■ **DESCRIPTION OF THE TASK**:
Lift out each line of the data that holds "must".

Entries taken from a collection
★ ★ ★ ★ ★ ★ ★

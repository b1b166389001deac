// Central Error Type for the Application

use thiserror::Error;

/// Application-level error type
#[derive(Error, Debug)]
pub enum AppError {
    #[error("Domain error: {0}")]
    Domain(#[from] crate::domain::DomainError),

    #[error("Validation error: {0}")]
    Validation(String),

    #[error("Database error: {0}")]
    Database(String),

    #[error("Upstream error: {0}")]
    Upstream(#[from] crate::port::TravelError),

    #[error("IO error: {0}")]
    Io(#[from] std::io::Error),

    #[error("Serialization error: {0}")]
    Serialization(#[from] serde_json::Error),

    #[error("Configuration error: {0}")]
    Config(String),

    #[error("Not found: {0}")]
    NotFound(String),

    #[error("Conflict: {0}")]
    Conflict(String),

    #[error("Invalid state: {0}")]
    InvalidState(String),

    #[error("Internal error: {0}")]
    Internal(String),
}

/// Result type alias using AppError
pub type Result<T> = std::result::Result<T, AppError>;

// From implementation for infra crates (to avoid circular dependency)
impl From<String> for AppError {
    fn from(err: String) -> Self {
        AppError::Database(err)
    }
}

// Note: sqlx::Error conversion is handled in infra-sqlite
// by converting to AppError::Database(String)
// Registry Entities - users, services, counters
//
// These are the foreign collaborators the queue engine resolves identifiers
// against. Authentication lives outside this system.

use crate::domain::token::{CounterId, ServiceId, UserId};
use serde::{Deserialize, Serialize};

/// Registered user
#[derive(Debug, Clone, Serialize, Deserialize)]
pub struct User {
    pub id: UserId,
    pub name: String,
    pub email: String,
    pub role: String,
}

/// Offered service, e.g. "Health_Checkup"
///
/// Entry/end times are kept as "HH:MM" strings; the engine never interprets
/// them.
#[derive(Debug, Clone, Serialize, Deserialize)]
pub struct Service {
    pub id: ServiceId,
    pub service_name: String,
    pub service_entry_time: String,
    pub service_end_time: String,
    pub number_of_counters: i64,
}

/// Physical counter serving one service
#[derive(Debug, Clone, Serialize, Deserialize)]
pub struct Counter {
    pub id: CounterId,
    pub counter_number: i64,
    pub service_id: ServiceId,
}
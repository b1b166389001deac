//! Spot Queue CLI - Command-line interface for the queue daemon

use anyhow::{Context, Result};
use clap::{Parser, Subcommand};
use colored::Colorize;
use serde::{Deserialize, Serialize};
use serde_json::json;
use tabled::{Table, Tabled};

const DEFAULT_RPC_URL: &str = "http://127.0.0.1:9530";

#[derive(Parser)]
#[command(name = "spotq")]
#[command(about = "Spot Queue CLI", long_about = None)]
#[command(version)]
struct Cli {
    #[command(subcommand)]
    command: Commands,

    /// RPC server URL
    #[arg(long, env = "SPOTQUEUE_RPC_URL", default_value = DEFAULT_RPC_URL)]
    rpc_url: String,
}

#[derive(Subcommand)]
enum Commands {
    /// Take a queue token for a service
    Issue {
        /// Registered user email
        #[arg(short, long)]
        email: String,

        /// Service name
        #[arg(short, long)]
        service: String,

        /// Current latitude
        #[arg(long)]
        lat: f64,

        /// Current longitude
        #[arg(long)]
        lon: f64,
    },

    /// Refresh a user's location and ETA
    UpdateLocation {
        /// User ID
        user_id: i64,

        /// Current latitude
        #[arg(long)]
        lat: f64,

        /// Current longitude
        #[arg(long)]
        lon: f64,
    },

    /// Mark a user as served and select the next person
    NextPerson {
        /// User ID being served
        user_id: i64,
    },

    /// Register a new user
    Register {
        /// Full name
        #[arg(short, long)]
        name: String,

        /// Email address (must be unique)
        #[arg(short, long)]
        email: String,
    },

    /// Create a service
    AddService {
        /// Service name (must be unique)
        #[arg(short, long)]
        name: String,

        /// Opening time (HH:MM)
        #[arg(long, default_value = "")]
        entry_time: String,

        /// Closing time (HH:MM)
        #[arg(long, default_value = "")]
        end_time: String,

        /// Planned number of counters
        #[arg(short, long, default_value = "1")]
        counters: i64,
    },

    /// Create a counter for a service
    AddCounter {
        /// Counter number within the service
        #[arg(short, long)]
        number: i64,

        /// Service name
        #[arg(short, long)]
        service: String,
    },

    /// List registered users
    Users,

    /// List services
    Services,

    /// List counters
    Counters,
}

#[derive(Serialize)]
struct JsonRpcRequest {
    jsonrpc: String,
    method: String,
    params: serde_json::Value,
    id: u64,
}

#[derive(Deserialize)]
struct JsonRpcResponse {
    #[allow(dead_code)]
    jsonrpc: String,
    #[allow(dead_code)]
    id: u64,
    result: Option<serde_json::Value>,
    error: Option<JsonRpcError>,
}

#[derive(Deserialize)]
struct JsonRpcError {
    code: i32,
    message: String,
}

#[derive(Deserialize, Tabled)]
struct TokenRow {
    token_number: i64,
    user_id: i64,
    queue_position: i64,
    distance: f64,
    duration: i64,
    reach_out: bool,
    work_status: String,
}

#[derive(Deserialize, Tabled)]
struct UserRow {
    id: i64,
    name: String,
    email: String,
    role: String,
}

#[derive(Deserialize, Tabled)]
struct ServiceRow {
    id: i64,
    service_name: String,
    service_entry_time: String,
    service_end_time: String,
    number_of_counters: i64,
}

#[derive(Deserialize, Tabled)]
struct CounterRow {
    id: i64,
    counter_number: i64,
    service_id: i64,
}

async fn call_rpc(url: &str, method: &str, params: serde_json::Value) -> Result<serde_json::Value> {
    let request = JsonRpcRequest {
        jsonrpc: "2.0".to_string(),
        method: method.to_string(),
        params,
        id: 1,
    };

    let client = reqwest::Client::new();
    let response: JsonRpcResponse = client
        .post(url)
        .json(&request)
        .send()
        .await
        .context("Failed to connect to daemon")?
        .json()
        .await
        .context("Failed to parse response")?;

    if let Some(error) = response.error {
        anyhow::bail!("RPC error ({}): {}", error.code, error.message);
    }

    response
        .result
        .ok_or_else(|| anyhow::anyhow!("No result in response"))
}

fn print_token(result: serde_json::Value) -> Result<()> {
    let token: TokenRow = serde_json::from_value(result)?;
    let table = Table::new(vec![token]).to_string();
    println!("{}", table);
    Ok(())
}

#[tokio::main]
async fn main() -> Result<()> {
    let cli = Cli::parse();

    match cli.command {
        Commands::Issue {
            email,
            service,
            lat,
            lon,
        } => {
            let params = json!({
                "email": email,
                "service_name": service,
                "latitude": lat,
                "longitude": lon,
            });

            let result = call_rpc(&cli.rpc_url, "queue.issueToken.v1", params).await?;

            println!("{}", "✓ Token issued".green().bold());
            println!();
            print_token(result)?;
        }

        Commands::UpdateLocation { user_id, lat, lon } => {
            let params = json!({
                "user_id": user_id,
                "latitude": lat,
                "longitude": lon,
            });

            let result = call_rpc(&cli.rpc_url, "queue.updateLocation.v1", params).await?;

            println!("{}", "✓ Location updated".green().bold());
            println!();
            print_token(result)?;
        }

        Commands::NextPerson { user_id } => {
            let params = json!({ "user_id": user_id });

            let result = call_rpc(&cli.rpc_url, "counter.nextPerson.v1", params).await?;

            if let Some(message) = result.get("message").and_then(|v| v.as_str()) {
                println!("{}", message.cyan().bold());
            }
            if let Some(serving) = result.get("serving").and_then(|v| v.as_i64()) {
                println!("  {} {}", "Now serving user:".bold(), serving);
            }
        }

        Commands::Register { name, email } => {
            let params = json!({
                "name": name,
                "email": email,
            });

            let result = call_rpc(&cli.rpc_url, "user.register.v1", params).await?;
            let user: UserRow = serde_json::from_value(result)?;

            println!("{}", "✓ User registered".green().bold());
            println!();
            println!("{}", Table::new(vec![user]));
        }

        Commands::AddService {
            name,
            entry_time,
            end_time,
            counters,
        } => {
            let params = json!({
                "service_name": name,
                "service_entry_time": entry_time,
                "service_end_time": end_time,
                "number_of_counters": counters,
            });

            let result = call_rpc(&cli.rpc_url, "service.create.v1", params).await?;
            let service: ServiceRow = serde_json::from_value(result)?;

            println!("{}", "✓ Service created".green().bold());
            println!();
            println!("{}", Table::new(vec![service]));
        }

        Commands::AddCounter { number, service } => {
            let params = json!({
                "counter_number": number,
                "service_name": service,
            });

            let result = call_rpc(&cli.rpc_url, "counter.create.v1", params).await?;
            let counter: CounterRow = serde_json::from_value(result)?;

            println!("{}", "✓ Counter created".green().bold());
            println!();
            println!("{}", Table::new(vec![counter]));
        }

        Commands::Users => {
            let result = call_rpc(&cli.rpc_url, "user.list.v1", json!({})).await?;
            let users: Vec<UserRow> = serde_json::from_value(result)?;

            if users.is_empty() {
                println!("{}", "No users registered".yellow());
            } else {
                println!("{}", Table::new(users));
            }
        }

        Commands::Services => {
            let result = call_rpc(&cli.rpc_url, "service.list.v1", json!({})).await?;
            let services: Vec<ServiceRow> = serde_json::from_value(result)?;

            if services.is_empty() {
                println!("{}", "No services configured".yellow());
            } else {
                println!("{}", Table::new(services));
            }
        }

        Commands::Counters => {
            let result = call_rpc(&cli.rpc_url, "counter.list.v1", json!({})).await?;
            let counters: Vec<CounterRow> = serde_json::from_value(result)?;

            if counters.is_empty() {
                println!("{}", "No counters configured".yellow());
            } else {
                println!("{}", Table::new(counters));
            }
        }
    }

    Ok(())
}
// Application Layer - Use Cases and Business Logic

pub mod queue;
pub mod registry;

// Re-exports
pub use queue::{AdvanceOutcome, EngineConfig, IssueTokenRequest, QueueEngine, UpdateLocationRequest};
pub use registry::RegistryService;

★ ★ ★ ★ ★ ★ ★

■ **EXERCISE RESPONSE**:
        /// Email address (must be unique)
        /// Service name (must be unique)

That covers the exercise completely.